§ **TASK DESCRIPTION**: Write out all the data again, exactly.
((
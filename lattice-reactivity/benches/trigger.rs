//! Trigger fan-out benchmarks.
//!
//! Measures the cost of one write as the number of effects subscribed to the
//! written key grows, and the cost of a computed chain invalidation.

use criterion::{black_box, criterion_group, criterion_main, BenchmarkId, Criterion, Throughput};

use lattice_reactivity::{create_effect, Computed, EffectOptions, ReactiveObject};

fn bench_effect_fan_out(c: &mut Criterion) {
    let mut group = c.benchmark_group("effect_fan_out");

    for subscribers in [1usize, 10, 100, 1000] {
        let obj = ReactiveObject::new();
        obj.set("x", 0);

        let effects: Vec<_> = (0..subscribers)
            .map(|_| {
                let obj = obj.clone();
                create_effect(
                    move || {
                        black_box(obj.get("x"));
                    },
                    EffectOptions::default(),
                )
            })
            .collect();

        group.throughput(Throughput::Elements(subscribers as u64));
        group.bench_with_input(
            BenchmarkId::from_parameter(subscribers),
            &subscribers,
            |b, _| {
                let mut n = 0;
                b.iter(|| {
                    n += 1;
                    obj.set("x", n);
                });
            },
        );

        drop(effects);
    }

    group.finish();
}

fn bench_computed_chain(c: &mut Criterion) {
    let mut group = c.benchmark_group("computed_chain");

    for depth in [1usize, 10, 100] {
        let obj = ReactiveObject::new();
        obj.set("x", 0);

        let mut chain = Vec::with_capacity(depth);
        let base = {
            let obj = obj.clone();
            Computed::new(move || obj.get("x").and_then(|v| v.as_f64()).unwrap_or(0.0))
        };
        chain.push(base);
        for _ in 1..depth {
            let prev = chain[chain.len() - 1].clone();
            chain.push(Computed::new(move || prev.get() + 1.0));
        }
        let last = chain[chain.len() - 1].clone();

        group.bench_with_input(BenchmarkId::from_parameter(depth), &depth, |b, _| {
            let mut n = 0;
            b.iter(|| {
                n += 1;
                obj.set("x", n);
                black_box(last.get())
            });
        });
    }

    group.finish();
}

criterion_group!(benches, bench_effect_fan_out, bench_computed_chain);
criterion_main!(benches);
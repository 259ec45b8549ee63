//! Lattice Reactivity
//!
//! This crate provides the dependency-tracking runtime for the Lattice
//! reactive UI framework. It implements:
//!
//! - Dependency tracking (`track` / `trigger`) keyed by observed object and
//!   property
//! - Effects, computeds and signals
//! - A batching job scheduler with a pluggable deferred flush
//! - Watchers with old/new value comparison
//!
//! # Architecture
//!
//! The crate is organized into several modules:
//!
//! - `reactive`: Core reactive primitives and the dependency registry
//! - `scheduler`: Deduplicating job queue and its flush hosts
//! - `watch`: Watchers built on effects and the scheduler
//! - `adapter`: Reactive objects that report their reads and writes
//! - `config` / `error`: Scheduler configuration and error types
//!
//! # Example
//!
//! ```rust,ignore
//! use lattice_reactivity::reactive::{create_effect, Computed, EffectOptions, Signal};
//!
//! // Create a signal
//! let count = Signal::new(0);
//!
//! // Create a derived value
//! let c = count.clone();
//! let doubled = Computed::new(move || c.get() * 2);
//!
//! // Create an effect
//! let d = doubled.clone();
//! let _effect = create_effect(move || {
//!     println!("Doubled: {}", d.get());
//! }, EffectOptions::default());
//!
//! // Update the signal
//! count.set(5);
//! // Effect automatically runs, prints: "Doubled: 10"
//! ```

pub mod adapter;
pub mod config;
pub mod error;
pub mod reactive;
pub mod scheduler;
pub mod watch;

pub use adapter::{ReactiveObject, Traverse, Value};
pub use config::{Config, FlushMode};
pub use error::ReactiveError;
pub use reactive::{
    create_effect, track, trigger, untracked, Computed, Effect, EffectOptions, ReactiveEffect,
    Signal,
};
pub use scheduler::{flush_jobs, queue_job, run_microtasks, Job};
pub use watch::{watch, WatchHandle, WatchOptions, WatchSource};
))
§ **YOUR RESPONSE**:
filename lattice-reactivity/benches/trigger.rs
//! Trigger fan-out benchmarks.
//!
//! Measures the cost of one write as the number of effects subscribed to the
//! written key grows, and the cost of a computed chain invalidation.

use criterion::{black_box, criterion_group, criterion_main, BenchmarkId, Criterion, Throughput};

use lattice_reactivity::{create_effect, Computed, EffectOptions, ReactiveObject};

fn bench_effect_fan_out(c: &mut Criterion) {
    let mut group = c.benchmark_group("effect_fan_out");

    for subscribers in [1usize, 10, 100, 1000] {
        let obj = ReactiveObject::new();
        obj.set("x", 0);

        let effects: Vec<_> = (0..subscribers)
            .map(|_| {
                let obj = obj.clone();
                create_effect(
                    move || {
                        black_box(obj.get("x"));
                    },
                    EffectOptions::default(),
                )
            })
            .collect();

        group.throughput(Throughput::Elements(subscribers as u64));
        group.bench_with_input(
            BenchmarkId::from_parameter(subscribers),
            &subscribers,
            |b, _| {
                let mut n = 0;
                b.iter(|| {
                    n += 1;
                    obj.set("x", n);
                });
            },
        );

        drop(effects);
    }

    group.finish();
}

fn bench_computed_chain(c: &mut Criterion) {
    let mut group = c.benchmark_group("computed_chain");

    for depth in [1usize, 10, 100] {
        let obj = ReactiveObject::new();
        obj.set("x", 0);

        let mut chain = Vec::with_capacity(depth);
        let base = {
            let obj = obj.clone();
            Computed::new(move || obj.get("x").and_then(|v| v.as_f64()).unwrap_or(0.0))
        };
        chain.push(base);
        for _ in 1..depth {
            let prev = chain[chain.len() - 1].clone();
            chain.push(Computed::new(move || prev.get() + 1.0));
        }
        let last = chain[chain.len() - 1].clone();

        group.bench_with_input(BenchmarkId::from_parameter(depth), &depth, |b, _| {
            let mut n = 0;
            b.iter(|| {
                n += 1;
                obj.set("x", n);
                black_box(last.get())
            });
        });
    }

    group.finish();
}

criterion_group!(benches, bench_effect_fan_out, bench_computed_chain);
criterion_main!(benches);
repository 259ec45b8549ee63
//! Lattice Reactivity
//!
//! This crate provides the dependency-tracking runtime for the Lattice
//! reactive UI framework. It implements:
//!
//! - Dependency tracking (`track` / `trigger`) keyed by observed object and
//!   property
//! - Effects, computeds and signals
//! - A batching job scheduler with a pluggable deferred flush
//! - Watchers with old/new value comparison
//!
//! # Architecture
//!
//! The crate is organized into several modules:
//!
//! - `reactive`: Core reactive primitives and the dependency registry
//! - `scheduler`: Deduplicating job queue and its flush hosts
//! - `watch`: Watchers built on effects and the scheduler
//! - `adapter`: Reactive objects that report their reads and writes
//! - `config` / `error`: Scheduler configuration and error types
//!
//! # Example
//!
//! ```rust,ignore
//! use lattice_reactivity::reactive::{create_effect, Computed, EffectOptions, Signal};
//!
//! // Create a signal
//! let count = Signal::new(0);
//!
//! // Create a derived value
//! let c = count.clone();
//! let doubled = Computed::new(move || c.get() * 2);
//!
//! // Create an effect
//! let d = doubled.clone();
//! let _effect = create_effect(move || {
//!     println!("Doubled: {}", d.get());
//! }, EffectOptions::default());
//!
//! // Update the signal
//! count.set(5);
//! // Effect automatically runs, prints: "Doubled: 10"
//! ```

pub mod adapter;
pub mod config;
pub mod error;
pub mod reactive;
pub mod scheduler;
pub mod watch;

pub use adapter::{ReactiveObject, Traverse, Value};
pub use config::{Config, FlushMode};
pub use error::ReactiveError;
pub use reactive::{
    create_effect, track, trigger, untracked, Computed, Effect, EffectOptions, ReactiveEffect,
    Signal,
};
pub use scheduler::{flush_jobs, queue_job, run_microtasks, Job};
pub use watch::{watch, WatchHandle, WatchOptions, WatchSource};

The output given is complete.